Several studies on the accuracy of MRA in identifying perforators in preoperative imaging suggest a high specificity (10,18), with a study on 23 patients demonstrating 100% specificity (18); however, sensitivity of MRA has been shown to be low (10,18,19) with another study on ten patients demonstrating that MRA was only able to effectively detect 91% of perforator vessels (19). In comparison, CTA has been shown to have up to 100% sensitivity, and thus continues to be the imaging modality of choice for perforators (10). Despite this, MRA, like Doppler imaging, has an important benefit in decreased radiation exposure. Non-ionizing gadolinium based contrasts (10) are popular in MRA as an alternative to radioactive contrasts, and have been shown to decrease the rate of allergic reaction by 2.93% (2). Again, MRA may be indicated in particular demographics, including patients with iodine allergies.
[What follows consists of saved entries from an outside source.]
use crate::types::Error;

use crc::{Crc, CRC_8_NRSC_5};

#[cfg(feature = "defmt")]
use defmt::Format;

/// Poly 0x31, init 0xFF, MSB first, no final XOR
const CRC: Crc<u8> = Crc::<u8>::new(&CRC_8_NRSC_5);

/// Largest response the driver ever reads: temperature word, CRC, humidity word, CRC
pub const READ_BUFFER_LEN: usize = 6;

/// Delay after a single-shot command when clock stretching is enabled
pub(crate) const SINGLE_SHOT_CLOCK_STRETCHING_DELAY_MS: u32 = 1;
/// Measurement durations with clock stretching disabled (datasheet maximums rounded up)
pub(crate) const SINGLE_SHOT_HIGH_REPEATABILITY_DELAY_MS: u32 = 16;
pub(crate) const SINGLE_SHOT_MEDIUM_REPEATABILITY_DELAY_MS: u32 = 7;
pub(crate) const SINGLE_SHOT_LOW_REPEATABILITY_DELAY_MS: u32 = 5;
/// Minimum spacing between a command and the following read header
pub(crate) const COMMAND_SPACING_DELAY_MS: u32 = 1;
/// Datasheet soft reset time is 1.5 ms max
pub(crate) const SOFT_RESET_DELAY_MS: u32 = 2;

pub(crate) const STATUS_BIT_WRITE_CHECKSUM: u16 = 0;
pub(crate) const STATUS_BIT_COMMAND: u16 = 1;
pub(crate) const STATUS_BIT_SYSTEM_RESET: u16 = 4;
pub(crate) const STATUS_BIT_T_TRACKING_ALERT: u16 = 10;
pub(crate) const STATUS_BIT_RH_TRACKING_ALERT: u16 = 11;
pub(crate) const STATUS_BIT_HEATER: u16 = 13;
pub(crate) const STATUS_BIT_ALERT_PENDING: u16 = 15;

/// I²C address of the device, selected by the ADDR pin
#[cfg_attr(feature = "defmt", derive(Format))]
#[derive(Clone, Copy, Debug, Eq, PartialEq)]
pub enum I2cAddr {
    /// ADDR pin connected to logic low
    Addr44,
    /// ADDR pin connected to logic high
    Addr45,
}
impl I2cAddr {
    /// Get the 7-bit address as a u8
    pub fn as_u8(self) -> u8 {
        match self {
            I2cAddr::Addr44 => 0x44,
            I2cAddr::Addr45 => 0x45,
        }
    }
}
impl TryFrom<u8> for I2cAddr {
    type Error = Error;

    fn try_from(raw: u8) -> Result<Self, Self::Error> {
        match raw {
            0x44 => Ok(I2cAddr::Addr44),
            0x45 => Ok(I2cAddr::Addr45),
            _ => Err(Error::InvalidArgument),
        }
    }
}

/// Measurement repeatability: longer measurements with lower noise at higher settings
#[cfg_attr(feature = "defmt", derive(Format))]
#[derive(Clone, Copy, Debug, Eq, PartialEq)]
pub enum Repeatability {
    /// highest repeatability, longest measurement
    High,
    /// medium repeatability
    Medium,
    /// lowest repeatability, shortest measurement
    Low,
}
impl TryFrom<u8> for Repeatability {
    type Error = Error;

    fn try_from(raw: u8) -> Result<Self, Self::Error> {
        match raw {
            0 => Ok(Repeatability::High),
            1 => Ok(Repeatability::Medium),
            2 => Ok(Repeatability::Low),
            _ => Err(Error::InvalidArgument),
        }
    }
}

/// Whether the device holds SCL low until a single-shot measurement is ready
#[cfg_attr(feature = "defmt", derive(Format))]
#[derive(Clone, Copy, Debug, Eq, PartialEq)]
pub enum ClockStretching {
    /// the read transaction waits for the measurement
    Enabled,
    /// the device NACKs the read header until the measurement is ready
    Disabled,
}
impl TryFrom<u8> for ClockStretching {
    type Error = Error;

    fn try_from(raw: u8) -> Result<Self, Self::Error> {
        match raw {
            0 => Ok(ClockStretching::Enabled),
            1 => Ok(ClockStretching::Disabled),
            _ => Err(Error::InvalidArgument),
        }
    }
}

/// Measurements per second in periodic mode
#[cfg_attr(feature = "defmt", derive(Format))]
#[derive(Clone, Copy, Debug, Eq, PartialEq)]
pub enum Mps {
    /// one measurement every 2 seconds
    Mps0_5,
    /// 1 measurement per second
    Mps1,
    /// 2 measurements per second
    Mps2,
    /// 4 measurements per second
    Mps4,
    /// 10 measurements per second
    Mps10,
}
impl TryFrom<u8> for Mps {
    type Error = Error;

    fn try_from(raw: u8) -> Result<Self, Self::Error> {
        match raw {
            0 => Ok(Mps::Mps0_5),
            1 => Ok(Mps::Mps1),
            2 => Ok(Mps::Mps2),
            3 => Ok(Mps::Mps4),
            4 => Ok(Mps::Mps10),
            _ => Err(Error::InvalidArgument),
        }
    }
}

/// Two-byte commands understood by the device, sent MSB first
#[cfg_attr(feature = "defmt", derive(Format))]
#[derive(Clone, Copy, Debug, Eq, PartialEq)]
#[repr(u16)]
pub enum Command {
    /// single shot, high repeatability, clock stretching
    SingleShotHighCs = 0x2C06,
    /// single shot, medium repeatability, clock stretching
    SingleShotMediumCs = 0x2C0D,
    /// single shot, low repeatability, clock stretching
    SingleShotLowCs = 0x2C10,
    /// single shot, high repeatability, no clock stretching
    SingleShotHigh = 0x2400,
    /// single shot, medium repeatability, no clock stretching
    SingleShotMedium = 0x240B,
    /// single shot, low repeatability, no clock stretching
    SingleShotLow = 0x2416,

    /// periodic 0.5 mps, high repeatability
    PeriodicHalfHigh = 0x2032,
    /// periodic 0.5 mps, medium repeatability
    PeriodicHalfMedium = 0x2024,
    /// periodic 0.5 mps, low repeatability
    PeriodicHalfLow = 0x202F,
    /// periodic 1 mps, high repeatability
    Periodic1High = 0x2130,
    /// periodic 1 mps, medium repeatability
    Periodic1Medium = 0x2126,
    /// periodic 1 mps, low repeatability
    Periodic1Low = 0x212D,
    /// periodic 2 mps, high repeatability
    Periodic2High = 0x2236,
    /// periodic 2 mps, medium repeatability
    Periodic2Medium = 0x2220,
    /// periodic 2 mps, low repeatability
    Periodic2Low = 0x222B,
    /// periodic 4 mps, high repeatability
    Periodic4High = 0x2334,
    /// periodic 4 mps, medium repeatability
    Periodic4Medium = 0x2322,
    /// periodic 4 mps, low repeatability
    Periodic4Low = 0x2329,
    /// periodic 10 mps, high repeatability
    Periodic10High = 0x2737,
    /// periodic 10 mps, medium repeatability
    Periodic10Medium = 0x2721,
    /// periodic 10 mps, low repeatability
    Periodic10Low = 0x272A,

    /// periodic mode with accelerated response time (4 mps)
    PeriodicArt = 0x2B32,
    /// fetch the latest periodic measurement
    FetchData = 0xE000,
    /// stop periodic mode
    Break = 0x3093,
    /// software reset
    SoftReset = 0x30A2,
    /// heater on
    HeaterEnable = 0x306D,
    /// heater off
    HeaterDisable = 0x3066,
    /// read out the status register
    StatusRead = 0xF32D,
    /// clear the status register alert flags
    StatusClear = 0x3041,
}
impl Command {
    /// Bytes as they go on the wire
    pub fn to_be_bytes(self) -> [u8; 2] {
        (self as u16).to_be_bytes()
    }
}

/// Single-shot measurement command for a repeatability and clock stretching setting
pub fn single_shot_command(repeatability: Repeatability, clock_stretching: ClockStretching) -> Command {
    match (clock_stretching, repeatability) {
        (ClockStretching::Enabled, Repeatability::High) => Command::SingleShotHighCs,
        (ClockStretching::Enabled, Repeatability::Medium) => Command::SingleShotMediumCs,
        (ClockStretching::Enabled, Repeatability::Low) => Command::SingleShotLowCs,
        (ClockStretching::Disabled, Repeatability::High) => Command::SingleShotHigh,
        (ClockStretching::Disabled, Repeatability::Medium) => Command::SingleShotMedium,
        (ClockStretching::Disabled, Repeatability::Low) => Command::SingleShotLow,
    }
}

/// Periodic measurement start command for a repeatability and rate
pub fn periodic_command(repeatability: Repeatability, mps: Mps) -> Command {
    match (mps, repeatability) {
        (Mps::Mps0_5, Repeatability::High) => Command::PeriodicHalfHigh,
        (Mps::Mps0_5, Repeatability::Medium) => Command::PeriodicHalfMedium,
        (Mps::Mps0_5, Repeatability::Low) => Command::PeriodicHalfLow,
        (Mps::Mps1, Repeatability::High) => Command::Periodic1High,
        (Mps::Mps1, Repeatability::Medium) => Command::Periodic1Medium,
        (Mps::Mps1, Repeatability::Low) => Command::Periodic1Low,
        (Mps::Mps2, Repeatability::High) => Command::Periodic2High,
        (Mps::Mps2, Repeatability::Medium) => Command::Periodic2Medium,
        (Mps::Mps2, Repeatability::Low) => Command::Periodic2Low,
        (Mps::Mps4, Repeatability::High) => Command::Periodic4High,
        (Mps::Mps4, Repeatability::Medium) => Command::Periodic4Medium,
        (Mps::Mps4, Repeatability::Low) => Command::Periodic4Low,
        (Mps::Mps10, Repeatability::High) => Command::Periodic10High,
        (Mps::Mps10, Repeatability::Medium) => Command::Periodic10Medium,
        (Mps::Mps10, Repeatability::Low) => Command::Periodic10Low,
    }
}

/// Time to wait between a single-shot command and reading its result
pub(crate) fn single_shot_delay_ms(repeatability: Repeatability, clock_stretching: ClockStretching) -> u32 {
    match (clock_stretching, repeatability) {
        (ClockStretching::Enabled, _) => SINGLE_SHOT_CLOCK_STRETCHING_DELAY_MS,
        (ClockStretching::Disabled, Repeatability::High) => SINGLE_SHOT_HIGH_REPEATABILITY_DELAY_MS,
        (ClockStretching::Disabled, Repeatability::Medium) => SINGLE_SHOT_MEDIUM_REPEATABILITY_DELAY_MS,
        (ClockStretching::Disabled, Repeatability::Low) => SINGLE_SHOT_LOW_REPEATABILITY_DELAY_MS,
    }
}

/// CRC-8 as computed by the device over each 2-byte word
pub fn crc8(data: &[u8]) -> u8 {
    CRC.checksum(data)
}

pub(crate) fn raw_temp_to_celsius(raw: u16) -> f32 {
    175.0 * raw as f32 / 65535.0 - 45.0
}

pub(crate) fn celsius_to_fahrenheit(celsius: f32) -> f32 {
    celsius * 1.8 + 32.0
}

pub(crate) fn raw_rel_humid_to_percent(raw: u16) -> f32 {
    100.0 * raw as f32 / 65535.0
}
Non-contrast MRI also has clinical applications in breast surgery as a means of breast volume assessment, and is considered the gold standard imaging for assessment of silicone implant volume (20). For this application, MRI is considered to be more accurate than CTA and just as accurate as three-dimensional laser scanning technologies (20,21). In a study of mean calculated breast tissue using MRI and CTA, in comparison to mean actual weight resected during the operation, MRI was shown to have a Pearson correlation coefficient of >0.98, in comparison to CTA with a Pearson correlation coefficient of 0.782 (21). However, in a comparison between MRI and three-dimensional laser scanning, MRI has clear limitations due to its higher cost and decreased availability (2,20).

More recent studies have shown further applications of MRA in identifying venous anatomy prior to DIEP flap surgery as a means of reducing complications associated with postoperative venous congestion (22). Continued research and development of MRA technology may see future improvements in both accessibility and accuracy, that would promote increased clinical utility in preoperative imaging for breast surgery.

CTA

Considered the gold standard (7,9,10) in preoperative imaging for DIEP flaps, CTA is a readily available and time efficient imaging technology for the use in breast surgery (10,11). An administered bolus of venous contrast is used in CTA to produce high resolution, computer analyzed X-ray images of vascular structures (11). In the context of preoperative imaging in breast reconstruction, CTA can reconstruct the intramuscular course of both perforating vessels and other vascular structures in the field of view, in order to confirm the suitability of the donor site, as shown in Figure 1 (7,11). It is considered to be the preferred imaging modality and superior to the aforementioned techniques of Doppler imaging and MRA (7,11,24).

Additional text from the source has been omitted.